//! File dispatch: one bounded-retry generator call loop per input file,
//! ending in exactly one persisted result record.

pub mod generator;
pub mod machine;

pub use generator::{AnyGenerator, CommandGenerator, Generate, GeneratedArtifact, HttpGenerator};
pub use machine::{AttemptOutcome, DispatchState, RetryMachine, RetryPolicy, Transition};

use std::time::{Duration, Instant};

use tokio::time::sleep;

use crate::store::{ResultRecord, ResultStore};
use crate::task::{FileCandidate, Task};
use crate::ui::TaskProgress;

/// Drives accepted files of one task through the generator under the retry
/// policy, pacing between files with a fixed delay.
pub struct Dispatcher<'a, G: Generate> {
    generator: &'a G,
    policy: RetryPolicy,
    file_delay: Duration,
    progress: &'a TaskProgress,
}

impl<'a, G: Generate> Dispatcher<'a, G> {
    pub fn new(
        generator: &'a G,
        policy: RetryPolicy,
        file_delay: Duration,
        progress: &'a TaskProgress,
    ) -> Self {
        Self {
            generator,
            policy,
            file_delay,
            progress,
        }
    }

    /// Process one input to its terminal outcome. Never propagates an
    /// error — failures land in the record's `error` field. Writes exactly
    /// one record; non-terminal attempts write nothing.
    pub async fn dispatch(&self, candidate: &FileCandidate, task: &Task) -> ResultRecord {
        self.progress.file(candidate.file_name());
        let started = Instant::now();
        let mut machine = RetryMachine::new(self.policy.clone());
        let mut artifact: Option<GeneratedArtifact> = None;
        let mut last_error: Option<String> = None;

        let success = loop {
            let outcome = match self
                .generator
                .generate(&candidate.path, &task.name, &task.params, &task.output_dir)
                .await
            {
                Ok(a) => {
                    artifact = Some(a);
                    AttemptOutcome::Success
                }
                Err(e) => {
                    last_error = Some(e.to_string());
                    AttemptOutcome::Failure(e.to_string())
                }
            };

            match machine.next(outcome) {
                Transition::Retry {
                    next_attempt,
                    reason,
                } => {
                    self.progress.retry(
                        next_attempt,
                        self.policy.max_retries,
                        candidate.file_name(),
                        &reason,
                    );
                    sleep(self.policy.delay()).await;
                }
                Transition::Complete { success } => break success,
            }
        };

        let record = self.build_record(
            candidate,
            task,
            success,
            machine.attempts(),
            started.elapsed(),
            if success { None } else { last_error },
            artifact,
        );
        ResultStore::persist(&record, &task.metadata_dir);
        self.progress.file_done(candidate.file_name(), record.success);
        record
    }

    /// Dispatch a task's files in order, sleeping the fixed inter-file
    /// delay between them. Strictly sequential, never concurrent within a
    /// task.
    pub async fn dispatch_all(&self, candidates: &[FileCandidate], task: &Task) -> Vec<ResultRecord> {
        let mut records = Vec::with_capacity(candidates.len());
        for (i, candidate) in candidates.iter().enumerate() {
            if i > 0 {
                sleep(self.file_delay).await;
            }
            records.push(self.dispatch(candidate, task).await);
        }
        records
    }

    #[allow(clippy::too_many_arguments)]
    fn build_record(
        &self,
        candidate: &FileCandidate,
        task: &Task,
        success: bool,
        attempts: u32,
        elapsed: Duration,
        error: Option<String>,
        artifact: Option<GeneratedArtifact>,
    ) -> ResultRecord {
        // Snapshot of the task parameters, plus artifact locations.
        let mut extra = task.params.clone();
        extra.insert(
            "effect".to_string(),
            serde_json::Value::String(task.name.clone()),
        );
        if let Some(artifact) = artifact {
            let files: Vec<serde_json::Value> = artifact
                .paths
                .iter()
                .map(|p| serde_json::Value::String(p.display().to_string()))
                .collect();
            extra.insert("generated_files".to_string(), serde_json::Value::Array(files));
            if let Some(id) = artifact.generation_id {
                extra.insert("generation_id".to_string(), serde_json::Value::String(id));
            }
        }

        ResultRecord {
            source_image: candidate.file_name().to_string(),
            success,
            attempts,
            processing_time_seconds: elapsed.as_secs_f64(),
            processing_timestamp: ResultRecord::timestamp_now(),
            error,
            extra,
        }
    }
}

#[cfg(test)]
mod tests {
    use super::*;
    use crate::error::GeneratorError;
    use crate::task::MediaKind;
    use std::path::Path;
    use std::sync::atomic::{AtomicU32, Ordering};

    /// Test double: fails the first `failures` calls, then succeeds.
    struct FlakyGenerator {
        failures: u32,
        calls: AtomicU32,
    }

    impl FlakyGenerator {
        fn failing_first(failures: u32) -> Self {
            Self {
                failures,
                calls: AtomicU32::new(0),
            }
        }

        fn calls(&self) -> u32 {
            self.calls.load(Ordering::SeqCst)
        }
    }

    impl Generate for FlakyGenerator {
        async fn generate(
            &self,
            input: &Path,
            effect: &str,
            _params: &serde_json::Map<String, serde_json::Value>,
            output_dir: &Path,
        ) -> Result<GeneratedArtifact, GeneratorError> {
            let call = self.calls.fetch_add(1, Ordering::SeqCst);
            if call < self.failures {
                return Err(GeneratorError::InBand("backend busy".to_string()));
            }
            let stem = input.file_stem().and_then(|s| s.to_str()).unwrap_or("in");
            let path = output_dir.join(format!("{stem}_{effect}_generated.mp4"));
            std::fs::write(&path, b"artifact").unwrap();
            Ok(GeneratedArtifact {
                paths: vec![path],
                generation_id: Some("gen-1".to_string()),
            })
        }
    }

    fn test_task(dir: &Path) -> Task {
        let mut params = serde_json::Map::new();
        params.insert(
            "prompt".to_string(),
            serde_json::Value::String("crashing waves".to_string()),
        );
        let task = Task {
            name: "wave".to_string(),
            kind: MediaKind::Image,
            input_dir: dir.join("input"),
            output_dir: dir.join("generated"),
            metadata_dir: dir.join("Metadata"),
            reference_dir: None,
            start_at: None,
            params,
        };
        std::fs::create_dir_all(&task.input_dir).unwrap();
        std::fs::create_dir_all(&task.output_dir).unwrap();
        std::fs::create_dir_all(&task.metadata_dir).unwrap();
        task
    }

    fn candidate(task: &Task, name: &str) -> FileCandidate {
        let path = task.input_dir.join(name);
        std::fs::write(&path, b"input").unwrap();
        FileCandidate::new(path, MediaKind::Image)
    }

    fn fast_policy(max_retries: u32) -> RetryPolicy {
        RetryPolicy {
            max_retries,
            delay_ms: 0,
        }
    }

    fn quiet_progress() -> TaskProgress {
        TaskProgress::start("test")
    }

    #[tokio::test]
    async fn always_failing_generator_produces_three_attempts() {
        let dir = tempfile::tempdir().unwrap();
        let task = test_task(dir.path());
        let generator = FlakyGenerator::failing_first(u32::MAX);
        let progress = quiet_progress();
        let dispatcher = Dispatcher::new(&generator, fast_policy(3), Duration::ZERO, &progress);

        let record = dispatcher.dispatch(&candidate(&task, "sunset.jpg"), &task).await;

        assert!(!record.success);
        assert_eq!(record.attempts, 3);
        assert_eq!(generator.calls(), 3);
        assert_eq!(record.error.as_deref(), Some("API reported failure: backend busy"));
    }

    #[tokio::test]
    async fn fails_twice_then_succeeds_with_three_attempts() {
        let dir = tempfile::tempdir().unwrap();
        let task = test_task(dir.path());
        let generator = FlakyGenerator::failing_first(2);
        let progress = quiet_progress();
        let dispatcher = Dispatcher::new(&generator, fast_policy(3), Duration::ZERO, &progress);

        let record = dispatcher.dispatch(&candidate(&task, "sunset.jpg"), &task).await;

        assert!(record.success);
        assert_eq!(record.attempts, 3);
        assert!(record.error.is_none());
    }

    #[tokio::test]
    async fn terminal_outcome_writes_exactly_one_record() {
        let dir = tempfile::tempdir().unwrap();
        let task = test_task(dir.path());
        let generator = FlakyGenerator::failing_first(1);
        let progress = quiet_progress();
        let dispatcher = Dispatcher::new(&generator, fast_policy(3), Duration::ZERO, &progress);

        dispatcher.dispatch(&candidate(&task, "sunset.jpg"), &task).await;

        let records: Vec<_> = std::fs::read_dir(&task.metadata_dir)
            .unwrap()
            .map(|e| e.unwrap().file_name().to_string_lossy().into_owned())
            .collect();
        assert_eq!(records, vec!["sunset_metadata.json"]);
    }

    #[tokio::test]
    async fn record_snapshots_params_and_artifacts() {
        let dir = tempfile::tempdir().unwrap();
        let task = test_task(dir.path());
        let generator = FlakyGenerator::failing_first(0);
        let progress = quiet_progress();
        let dispatcher = Dispatcher::new(&generator, fast_policy(3), Duration::ZERO, &progress);

        let record = dispatcher.dispatch(&candidate(&task, "sunset.jpg"), &task).await;

        assert_eq!(record.source_image, "sunset.jpg");
        assert_eq!(
            record.extra.get("prompt").and_then(|v| v.as_str()),
            Some("crashing waves")
        );
        assert_eq!(
            record.extra.get("effect").and_then(|v| v.as_str()),
            Some("wave")
        );
        assert_eq!(
            record.extra.get("generation_id").and_then(|v| v.as_str()),
            Some("gen-1")
        );
        let files = record.extra.get("generated_files").unwrap().as_array().unwrap();
        assert_eq!(files.len(), 1);
    }

    #[tokio::test]
    async fn dispatch_all_is_sequential_and_complete() {
        let dir = tempfile::tempdir().unwrap();
        let task = test_task(dir.path());
        let generator = FlakyGenerator::failing_first(0);
        let progress = quiet_progress();
        let dispatcher = Dispatcher::new(&generator, fast_policy(3), Duration::ZERO, &progress);

        let candidates = vec![
            candidate(&task, "a.jpg"),
            candidate(&task, "b.jpg"),
            candidate(&task, "c.jpg"),
        ];
        let records = dispatcher.dispatch_all(&candidates, &task).await;

        assert_eq!(records.len(), 3);
        assert!(records.iter().all(|r| r.success));
        let sources: Vec<_> = records.iter().map(|r| r.source_image.as_str()).collect();
        assert_eq!(sources, vec!["a.jpg", "b.jpg", "c.jpg"]);
    }

    #[tokio::test]
    async fn dispatch_survives_missing_metadata_dir() {
        // Persistence failure is reported, not raised; the record still
        // comes back to the caller.
        let dir = tempfile::tempdir().unwrap();
        let task = {
            let mut t = test_task(dir.path());
            std::fs::remove_dir(&t.metadata_dir).unwrap();
            t.metadata_dir = dir.path().join("gone");
            t
        };
        let generator = FlakyGenerator::failing_first(0);
        let progress = quiet_progress();
        let dispatcher = Dispatcher::new(&generator, fast_policy(3), Duration::ZERO, &progress);

        let record = dispatcher.dispatch(&candidate(&task, "sunset.jpg"), &task).await;
        assert!(record.success);
    }
}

· · ·

- **GOAL OF THE EXERCISE**
The records are above. How many lines in them contain the word "iter"? Give the number alone.

- **RESPONSE TO THIS EXERCISE**
4